I concur. Perhaps one measure that could shed more light than the guesses being done on CFR/IFR is test positivity percentage, but that is of course fraught with enough reasons on its own for being cautious about extrapolating it. And it’s just a snapshot, after all. Same thing with antibody testing.

It took me 7 seconds on google to find compelling evidence.

Data show hospitalized Covid-19 patients are surviving at higher rates

COVID ICU patients’ survival rate has improved - study

Studies Point To Big Drop In COVID-19 Death Rates

Study Helps Explain Declines in Death Rates from COVID-19

Weird, since both of those seem to focus on the ratio of deaths among hospitalized patients. I’m not finding that particularly compelling, since the number of people who go to the hospital because they lost their sense of taste and have a cough/fever has quite possibly increased in recent months. For the record, I don’t find papers/articles (as below) who say the IFR is the same or has gone up compelling either. I’m stating that we don’t know. Show me someone who can accurately give us large scale IFRs and then we’ll have someone who can answer the question. I haven’t found that person yet.

Nature

Researchers have struggled to work out whether the COVID-19 death rates are truly dropping.

Stat

Recent reports have suggested that Covid-19 has become markedly less lethal in the United States. Our analysis of death rates and infection fatality rates from Arizona, the U.S. as a whole, and New York City shows it isn’t, indicating that public health measures to reduce infections should not be relaxed.

WebMD

This has led some mainstream media outlets to report that the coronavirus mortality rate is falling. But that’s not true.

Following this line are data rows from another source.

//! Lifecycle tracker: checkpoint verification and phase transitions.
//!
//! Verification is a functional update. `verify_checkpoint` and `verify_all`
//! return new values and never touch their inputs. `LifecycleRegistry` adds a
//! per-system lock for callers that keep a long-lived status and mutate it
//! from concurrent tasks.

use crate::config::LifecycleConfig;
use crate::error::LifecycleError;
use crate::model::{
    LifecyclePhase, LifecycleStatus, PhaseCheckpoint, PhaseTransition, SystemProfile,
};
use chrono::Utc;
use serde::{Deserialize, Serialize};
use serde_json::{Map, Value};
use std::collections::HashMap;
use std::path::Path;
use std::sync::Arc;
use tokio::sync::Mutex;
use tracing::{debug, info, warn};

/// Maximum number of incomplete checkpoints listed in recommended actions.
const MAX_CHECKPOINT_ACTIONS: usize = 3;

/// Read-only view over caller-supplied artifacts and evidence.
///
/// An entry counts as present when its value is truthy: `null`, `false`,
/// `""`, `0`, `[]` and `{}` are treated as absent.
#[derive(Debug, Clone, Default, PartialEq, Serialize, Deserialize)]
#[serde(transparent)]
pub struct EvidenceStore {
    entries: Map<String, Value>,
}

impl EvidenceStore {
    pub fn new() -> Self {
        Self::default()
    }

    /// Key under which evidence for a verification criterion is stored.
    pub fn evidence_key(criterion_id: &str) -> String {
        format!("evidence_{criterion_id}")
    }

    pub fn from_value(value: Value) -> Result<Self, LifecycleError> {
        match value {
            Value::Object(entries) => Ok(Self { entries }),
            Value::Null => Ok(Self::default()),
            other => Err(LifecycleError::Evidence {
                message: format!("expected a JSON object, found {}", json_kind(&other)),
            }),
        }
    }

    pub fn from_json(json: &str) -> Result<Self, LifecycleError> {
        let value: Value = serde_json::from_str(json).map_err(|e| LifecycleError::Evidence {
            message: format!("invalid JSON: {e}"),
        })?;
        Self::from_value(value)
    }

    pub fn from_path(path: &Path) -> Result<Self, LifecycleError> {
        let content = std::fs::read_to_string(path).map_err(|e| LifecycleError::Evidence {
            message: format!("failed to read {}: {}", path.display(), e),
        })?;
        Self::from_json(&content)
    }

    pub fn with(mut self, key: impl Into<String>, value: impl Into<Value>) -> Self {
        self.insert(key, value);
        self
    }

    pub fn insert(&mut self, key: impl Into<String>, value: impl Into<Value>) {
        self.entries.insert(key.into(), value.into());
    }

    pub fn get(&self, key: &str) -> Option<&Value> {
        self.entries.get(key).filter(|v| is_truthy(v))
    }

    pub fn is_present(&self, key: &str) -> bool {
        self.get(key).is_some()
    }

    /// Present value rendered as text: strings verbatim, anything else as JSON.
    pub fn text(&self, key: &str) -> Option<String> {
        self.get(key).map(evidence_text)
    }

    pub fn len(&self) -> usize {
        self.entries.len()
    }

    pub fn is_empty(&self) -> bool {
        self.entries.is_empty()
    }
}

fn is_truthy(value: &Value) -> bool {
    match value {
        Value::Null => false,
        Value::Bool(b) => *b,
        Value::Number(n) => n.as_f64().is_some_and(|f| f != 0.0),
        Value::String(s) => !s.is_empty(),
        Value::Array(a) => !a.is_empty(),
        Value::Object(o) => !o.is_empty(),
    }
}

fn json_kind(value: &Value) -> &'static str {
    match value {
        Value::Null => "null",
        Value::Bool(_) => "a boolean",
        Value::Number(_) => "a number",
        Value::String(_) => "a string",
        Value::Array(_) => "an array",
        Value::Object(_) => "an object",
    }
}

fn evidence_text(value: &Value) -> String {
    match value {
        Value::String(s) => s.clone(),
        other => other.to_string(),
    }
}

/// Stateless checkpoint verifier and phase state machine.
#[derive(Debug, Clone)]
pub struct LifecycleTracker {
    verified_by: String,
}

impl Default for LifecycleTracker {
    fn default() -> Self {
        Self::from_config(&LifecycleConfig::default())
    }
}

impl LifecycleTracker {
    pub fn new(verified_by: impl Into<String>) -> Self {
        Self {
            verified_by: verified_by.into(),
        }
    }

    pub fn from_config(config: &LifecycleConfig) -> Self {
        Self::new(config.verified_by.clone())
    }

    /// Fresh status for the profile's current phase. Pure template lookup.
    pub fn initialize(&self, profile: &SystemProfile) -> LifecycleStatus {
        let phase = profile.current_phase;
        LifecycleStatus {
            system_id: profile.system_id.clone(),
            current_phase: phase,
            phase_entry_date: Utc::now(),
            current_phase_checkpoints: checkpoints_for(phase),
            phase_transitions: Vec::new(),
            ready_for_next_phase: false,
            blocking_issues: Vec::new(),
            pending_actions: Vec::new(),
            next_phase: phase.next(),
        }
    }

    /// Verify one checkpoint against the evidence store.
    ///
    /// Missing artifacts block the checkpoint and skip criterion checks.
    pub fn verify_checkpoint(
        &self,
        checkpoint: &PhaseCheckpoint,
        store: &EvidenceStore,
    ) -> PhaseCheckpoint {
        let mut verified = checkpoint.clone();
        verified.verification_date = Some(Utc::now());
        verified.verified_by = Some(self.verified_by.clone());

        let missing: Vec<&String> = checkpoint
            .required_artifacts
            .iter()
            .filter(|artifact| !store.is_present(artifact))
            .collect();

        if !missing.is_empty() {
            verified.blocked = true;
            verified.passed = false;
            verified.blocking_reasons = missing
                .iter()
                .map(|artifact| format!("Missing artifact: {artifact}"))
                .collect();
            debug!(
                checkpoint = %checkpoint.checkpoint_id,
                missing = missing.len(),
                "Checkpoint blocked on missing artifacts"
            );
            return verified;
        }

        verified.blocked = false;
        verified.blocking_reasons.clear();
        for criterion in &mut verified.verification_criteria {
            match store.text(&EvidenceStore::evidence_key(&criterion.criterion_id)) {
                Some(text) => {
                    criterion.passed = true;
                    criterion.evidence = Some(text);
                }
                None => {
                    criterion.passed = false;
                    criterion.evidence = None;
                }
            }
        }
        verified.passed = verified.verification_criteria.iter().all(|c| c.passed);
        verified
    }

    /// Verify every checkpoint of the current phase.
    pub fn verify_all(&self, status: &LifecycleStatus, store: &EvidenceStore) -> LifecycleStatus {
        let mut next = status.clone();
        next.current_phase_checkpoints = status
            .current_phase_checkpoints
            .iter()
            .map(|cp| self.verify_checkpoint(cp, store))
            .collect();
        next.ready_for_next_phase = next.current_phase_checkpoints.iter().all(|cp| cp.passed);
        next.blocking_issues = next
            .current_phase_checkpoints
            .iter()
            .flat_map(|cp| {
                cp.blocking_reasons
                    .iter()
                    .map(move |reason| format!("{}: {}", cp.name, reason))
            })
            .collect();
        next.pending_actions = self.recommended_actions(&next, store);

        info!(
            system_id = %next.system_id,
            phase = %next.current_phase,
            completion = next.phase_completion(),
            ready = next.ready_for_next_phase,
            "Lifecycle checkpoints verified"
        );
        next
    }

    /// Move to `to`, recording which checkpoints had passed.
    ///
    /// Unmet checkpoints do not prevent the transition; they are recorded as
    /// conditions on the transition entry. Leaving the terminal phase is an
    /// error.
    pub fn transition(
        &self,
        status: &mut LifecycleStatus,
        to: LifecyclePhase,
        authorized_by: &str,
    ) -> Result<PhaseTransition, LifecycleError> {
        let from = status.current_phase;
        if from.is_terminal() {
            return Err(LifecycleError::TerminalPhase {
                phase: from.to_string(),
            });
        }
        if !status.ready_for_next_phase {
            warn!(
                system_id = %status.system_id,
                from = %from,
                to = %to,
                "Transitioning with incomplete checkpoints"
            );
        }

        let transition = PhaseTransition {
            transition_id: uuid::Uuid::new_v4().to_string(),
            from_phase: from,
            to_phase: to,
            transition_date: Utc::now(),
            authorized_by: authorized_by.to_string(),
            checkpoints_verified: status
                .current_phase_checkpoints
                .iter()
                .filter(|cp| cp.passed)
                .map(|cp| cp.checkpoint_id.clone())
                .collect(),
            notes: format!("Transition from {} to {}", from.title(), to.title()),
            conditions: status.blocking_issues.clone(),
        };

        status.phase_transitions.push(transition.clone());
        status.current_phase = to;
        status.phase_entry_date = transition.transition_date;
        status.current_phase_checkpoints = checkpoints_for(to);
        status.next_phase = to.next();
        status.ready_for_next_phase = false;
        status.blocking_issues.clear();
        status.pending_actions.clear();

        info!(
            system_id = %status.system_id,
            from = %from,
            to = %to,
            authorized_by,
            "Lifecycle phase transition recorded"
        );
        Ok(transition)
    }

    /// Next steps for the current phase.
    pub fn recommended_actions(
        &self,
        status: &LifecycleStatus,
        store: &EvidenceStore,
    ) -> Vec<String> {
        let mut actions = Vec::new();

        for checkpoint in status
            .incomplete_checkpoints()
            .into_iter()
            .take(MAX_CHECKPOINT_ACTIONS)
        {
            actions.push(format!(
                "Complete checkpoint '{}': {}",
                checkpoint.name, checkpoint.description
            ));
            for artifact in &checkpoint.required_artifacts {
                if !store.is_present(artifact) {
                    actions.push(format!("  - Provide artifact: {artifact}"));
                }
            }
        }

        if status.ready_for_next_phase
            && let Some(next) = status.next_phase
        {
            actions.push(format!("Initiate transition to {} phase", next.title()));
        }

        if actions.is_empty() {
            actions.push("All checkpoints complete. Continue operations.".to_string());
        }
        actions
    }
}

fn checkpoints_for(phase: LifecyclePhase) -> Vec<PhaseCheckpoint> {
    phase
        .checkpoint_templates()
        .iter()
        .map(|template| template.instantiate(phase))
        .collect()
}

/// Per-system lifecycle state with serialized read-modify-write.
#[derive(Default)]
pub struct LifecycleRegistry {
    tracker: LifecycleTracker,
    statuses: Mutex<HashMap<String, Arc<Mutex<LifecycleStatus>>>>,
}

impl LifecycleRegistry {
    pub fn new(tracker: LifecycleTracker) -> Self {
        Self {
            tracker,
            statuses: Mutex::new(HashMap::new()),
        }
    }

    pub fn tracker(&self) -> &LifecycleTracker {
        &self.tracker
    }

    async fn handle(&self, profile: &SystemProfile) -> Arc<Mutex<LifecycleStatus>> {
        let mut statuses = self.statuses.lock().await;
        statuses
            .entry(profile.system_id.clone())
            .or_insert_with(|| Arc::new(Mutex::new(self.tracker.initialize(profile))))
            .clone()
    }

    /// Current status, initializing it on first access.
    pub async fn status(&self, profile: &SystemProfile) -> LifecycleStatus {
        let handle = self.handle(profile).await;
        let status = handle.lock().await;
        status.clone()
    }

    pub async fn verify(&self, profile: &SystemProfile, store: &EvidenceStore) -> LifecycleStatus {
        let handle = self.handle(profile).await;
        let mut status = handle.lock().await;
        *status = self.tracker.verify_all(&status, store);
        status.clone()
    }

    pub async fn transition(
        &self,
        profile: &SystemProfile,
        to: LifecyclePhase,
        authorized_by: &str,
    ) -> Result<PhaseTransition, LifecycleError> {
        let handle = self.handle(profile).await;
        let mut status = handle.lock().await;
        self.tracker.transition(&mut status, to, authorized_by)
    }

    /// Number of systems being tracked.
    pub async fn len(&self) -> usize {
        self.statuses.lock().await.len()
    }

    pub async fn is_empty(&self) -> bool {
        self.statuses.lock().await.is_empty()
    }
}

The truth is that the bouncing ball of mortality projections has more to do with the inconsistent quality of the data from medical surveillance around the world. Some nations are frankly better at this than others, so variations by country have been significant.

From your last article:

I don’t understand how that is not totally backwards. IFR is not a snapshot of today. We have no real handle on how many undiagnosed infections there are. We do know how many confirmed cases there are by definition. With antibody testing and other tech, we’ll eventually have a better understanding of IFR, not CFR.*

*it’s perhaps true in the sense that theoretically at some point, IFR=CFR, if we gain perfect knowledge.

Completely agree. The author of that article seems to have an okay grasp on the definitions of IFR and CFR, but has tortured logic with regards to time frames. I can give you CFR (reported deaths/reported cases)* today for any locale you request. It won’t give me much useful information, but I can certain produce it. IFR (actual deaths from the disease/actual infections), on the other hand, will likely never be accurately calculated for all locales, nor globally.

*I know you’re aware of the definitions. These are for the information of any lurkers who might be curious.